** Opening Entries supplied block **
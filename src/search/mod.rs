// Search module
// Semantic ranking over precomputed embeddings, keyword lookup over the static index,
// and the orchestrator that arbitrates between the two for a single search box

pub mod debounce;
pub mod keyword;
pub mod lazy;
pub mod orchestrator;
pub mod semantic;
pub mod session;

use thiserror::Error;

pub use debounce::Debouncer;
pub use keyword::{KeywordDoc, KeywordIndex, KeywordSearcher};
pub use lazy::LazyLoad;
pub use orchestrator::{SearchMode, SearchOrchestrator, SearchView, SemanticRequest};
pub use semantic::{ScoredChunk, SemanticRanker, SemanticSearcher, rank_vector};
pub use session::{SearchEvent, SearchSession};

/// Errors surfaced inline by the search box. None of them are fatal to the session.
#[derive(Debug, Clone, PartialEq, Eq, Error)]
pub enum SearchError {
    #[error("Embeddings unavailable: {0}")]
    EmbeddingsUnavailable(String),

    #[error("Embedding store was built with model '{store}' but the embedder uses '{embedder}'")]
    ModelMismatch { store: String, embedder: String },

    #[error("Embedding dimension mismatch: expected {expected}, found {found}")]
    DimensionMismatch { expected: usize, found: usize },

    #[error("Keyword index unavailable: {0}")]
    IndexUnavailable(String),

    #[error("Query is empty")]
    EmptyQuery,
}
** Closing Entries supplied block **
Work required:
What's needed is every entry, returned word for word.

Result of this task:
filename src/search/mod.rs
// Search module
// Semantic ranking over precomputed embeddings, keyword lookup over the static index,
// and the orchestrator that arbitrates between the two for a single search box

pub mod debounce;
pub mod keyword;
pub mod lazy;
pub mod orchestrator;
pub mod semantic;
pub mod session;

use thiserror::Error;

pub use debounce::Debouncer;
pub use keyword::{KeywordDoc, KeywordIndex, KeywordSearcher};
pub use lazy::LazyLoad;
pub use orchestrator::{SearchMode, SearchOrchestrator, SearchView, SemanticRequest};
pub use semantic::{ScoredChunk, SemanticRanker, SemanticSearcher, rank_vector};
pub use session::{SearchEvent, SearchSession};

/// Errors surfaced inline by the search box. None of them are fatal to the session.
#[derive(Debug, Clone, PartialEq, Eq, Error)]
pub enum SearchError {
    #[error("Embeddings unavailable: {0}")]
    EmbeddingsUnavailable(String),

    #[error("Embedding store was built with model '{store}' but the embedder uses '{embedder}'")]
    ModelMismatch { store: String, embedder: String },

    #[error("Embedding dimension mismatch: expected {expected}, found {found}")]
    DimensionMismatch { expected: usize, found: usize },

    #[error("Keyword index unavailable: {0}")]
    IndexUnavailable(String),

    #[error("Query is empty")]
    EmptyQuery,
}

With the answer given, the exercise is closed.